Description of the task: All lines in the records below with the word "columns" must be returned.

Material for the task:
^^^^^^^^
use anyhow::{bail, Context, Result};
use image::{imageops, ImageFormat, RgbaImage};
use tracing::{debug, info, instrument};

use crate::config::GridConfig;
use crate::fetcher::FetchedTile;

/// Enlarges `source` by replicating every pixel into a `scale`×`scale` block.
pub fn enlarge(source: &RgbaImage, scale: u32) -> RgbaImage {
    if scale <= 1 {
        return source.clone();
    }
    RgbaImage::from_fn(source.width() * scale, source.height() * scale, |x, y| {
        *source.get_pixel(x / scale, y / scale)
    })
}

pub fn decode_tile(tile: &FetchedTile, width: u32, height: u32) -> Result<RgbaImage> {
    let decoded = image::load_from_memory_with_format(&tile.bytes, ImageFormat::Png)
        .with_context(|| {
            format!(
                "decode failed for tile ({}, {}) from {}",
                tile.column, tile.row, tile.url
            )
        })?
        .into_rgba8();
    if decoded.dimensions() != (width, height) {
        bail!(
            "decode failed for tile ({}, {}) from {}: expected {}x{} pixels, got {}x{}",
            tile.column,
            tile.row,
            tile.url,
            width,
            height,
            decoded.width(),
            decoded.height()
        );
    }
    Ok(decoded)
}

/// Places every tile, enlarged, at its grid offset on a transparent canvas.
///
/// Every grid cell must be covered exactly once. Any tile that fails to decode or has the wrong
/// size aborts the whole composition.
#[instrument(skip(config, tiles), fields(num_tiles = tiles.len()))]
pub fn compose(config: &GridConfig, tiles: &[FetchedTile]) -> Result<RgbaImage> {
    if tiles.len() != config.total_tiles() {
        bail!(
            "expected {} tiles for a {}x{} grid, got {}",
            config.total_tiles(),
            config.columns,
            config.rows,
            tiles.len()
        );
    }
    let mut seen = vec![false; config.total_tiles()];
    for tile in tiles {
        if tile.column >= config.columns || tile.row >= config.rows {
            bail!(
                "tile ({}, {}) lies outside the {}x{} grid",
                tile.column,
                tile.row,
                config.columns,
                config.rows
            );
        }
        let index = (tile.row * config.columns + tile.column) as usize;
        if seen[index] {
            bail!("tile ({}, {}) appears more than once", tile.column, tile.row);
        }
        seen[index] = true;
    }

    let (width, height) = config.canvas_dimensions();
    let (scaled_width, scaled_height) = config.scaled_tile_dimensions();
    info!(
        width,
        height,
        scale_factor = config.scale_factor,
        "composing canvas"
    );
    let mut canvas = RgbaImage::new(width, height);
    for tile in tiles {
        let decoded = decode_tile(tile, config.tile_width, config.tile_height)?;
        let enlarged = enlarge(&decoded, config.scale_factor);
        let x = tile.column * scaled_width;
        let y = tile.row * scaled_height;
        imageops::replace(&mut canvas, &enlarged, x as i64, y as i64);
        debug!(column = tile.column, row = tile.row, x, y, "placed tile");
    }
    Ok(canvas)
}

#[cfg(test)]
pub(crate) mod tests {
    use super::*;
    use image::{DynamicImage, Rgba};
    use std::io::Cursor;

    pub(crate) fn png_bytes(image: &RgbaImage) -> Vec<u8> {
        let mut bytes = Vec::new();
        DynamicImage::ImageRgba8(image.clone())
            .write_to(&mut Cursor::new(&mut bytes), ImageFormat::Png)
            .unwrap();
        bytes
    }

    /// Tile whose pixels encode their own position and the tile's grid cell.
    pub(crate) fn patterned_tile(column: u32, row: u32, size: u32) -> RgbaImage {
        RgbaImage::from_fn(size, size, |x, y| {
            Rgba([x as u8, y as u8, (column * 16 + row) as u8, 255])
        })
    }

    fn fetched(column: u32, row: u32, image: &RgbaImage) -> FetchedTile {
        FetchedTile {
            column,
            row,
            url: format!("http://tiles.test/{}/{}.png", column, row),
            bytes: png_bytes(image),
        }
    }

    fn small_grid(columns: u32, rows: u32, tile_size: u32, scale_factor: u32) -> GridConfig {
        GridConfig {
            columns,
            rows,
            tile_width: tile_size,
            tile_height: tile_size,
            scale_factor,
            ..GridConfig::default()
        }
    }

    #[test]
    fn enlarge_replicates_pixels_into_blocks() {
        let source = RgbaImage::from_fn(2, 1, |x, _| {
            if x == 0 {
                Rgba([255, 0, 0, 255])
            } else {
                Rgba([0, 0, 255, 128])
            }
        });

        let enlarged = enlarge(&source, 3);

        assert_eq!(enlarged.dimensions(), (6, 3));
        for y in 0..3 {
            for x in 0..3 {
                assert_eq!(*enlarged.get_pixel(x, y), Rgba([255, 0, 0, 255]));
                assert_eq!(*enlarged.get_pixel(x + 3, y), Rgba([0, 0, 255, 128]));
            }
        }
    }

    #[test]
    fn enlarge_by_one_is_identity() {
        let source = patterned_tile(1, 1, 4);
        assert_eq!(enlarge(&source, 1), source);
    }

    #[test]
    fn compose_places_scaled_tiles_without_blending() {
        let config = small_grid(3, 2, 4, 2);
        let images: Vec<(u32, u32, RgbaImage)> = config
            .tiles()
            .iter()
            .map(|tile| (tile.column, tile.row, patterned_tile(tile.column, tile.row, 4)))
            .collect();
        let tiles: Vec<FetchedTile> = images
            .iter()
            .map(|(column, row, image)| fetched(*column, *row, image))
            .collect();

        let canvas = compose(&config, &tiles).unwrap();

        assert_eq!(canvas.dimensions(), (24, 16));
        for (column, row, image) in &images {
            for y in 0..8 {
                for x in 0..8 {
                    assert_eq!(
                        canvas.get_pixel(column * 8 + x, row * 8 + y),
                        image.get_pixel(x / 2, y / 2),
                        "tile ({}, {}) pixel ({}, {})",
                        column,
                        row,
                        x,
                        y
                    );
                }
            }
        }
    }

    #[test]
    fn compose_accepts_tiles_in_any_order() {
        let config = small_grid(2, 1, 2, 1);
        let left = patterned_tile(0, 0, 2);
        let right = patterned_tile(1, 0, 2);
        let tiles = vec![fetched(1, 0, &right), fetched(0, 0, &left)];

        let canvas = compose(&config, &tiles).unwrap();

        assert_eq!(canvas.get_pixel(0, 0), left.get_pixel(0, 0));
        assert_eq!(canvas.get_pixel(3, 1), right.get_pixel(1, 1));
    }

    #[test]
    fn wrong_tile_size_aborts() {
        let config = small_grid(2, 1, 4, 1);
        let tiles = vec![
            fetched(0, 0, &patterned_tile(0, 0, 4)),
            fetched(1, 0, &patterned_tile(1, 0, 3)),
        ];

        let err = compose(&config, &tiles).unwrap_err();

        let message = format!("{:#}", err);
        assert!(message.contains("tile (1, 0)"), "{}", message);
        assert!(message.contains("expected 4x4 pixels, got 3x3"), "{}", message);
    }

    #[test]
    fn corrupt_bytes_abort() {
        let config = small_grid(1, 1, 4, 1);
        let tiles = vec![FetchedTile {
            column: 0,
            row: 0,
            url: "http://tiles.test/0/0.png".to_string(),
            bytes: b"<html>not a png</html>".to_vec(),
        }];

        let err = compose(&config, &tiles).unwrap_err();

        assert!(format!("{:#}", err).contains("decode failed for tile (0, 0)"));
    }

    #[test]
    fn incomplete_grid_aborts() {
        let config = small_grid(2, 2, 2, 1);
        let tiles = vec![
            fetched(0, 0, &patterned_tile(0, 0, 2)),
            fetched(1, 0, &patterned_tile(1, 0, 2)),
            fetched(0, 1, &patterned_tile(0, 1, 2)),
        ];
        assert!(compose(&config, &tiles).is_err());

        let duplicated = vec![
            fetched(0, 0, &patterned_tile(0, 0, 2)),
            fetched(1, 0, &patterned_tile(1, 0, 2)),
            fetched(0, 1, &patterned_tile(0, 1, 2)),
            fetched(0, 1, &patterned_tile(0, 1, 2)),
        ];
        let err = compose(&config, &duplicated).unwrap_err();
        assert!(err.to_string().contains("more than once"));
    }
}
^^^^^^^^
Task answer:
            config.columns,
        if tile.column >= config.columns || tile.row >= config.rows {
                config.columns,
        let index = (tile.row * config.columns + tile.column) as usize;
    fn small_grid(columns: u32, rows: u32, tile_size: u32, scale_factor: u32) -> GridConfig {
            columns,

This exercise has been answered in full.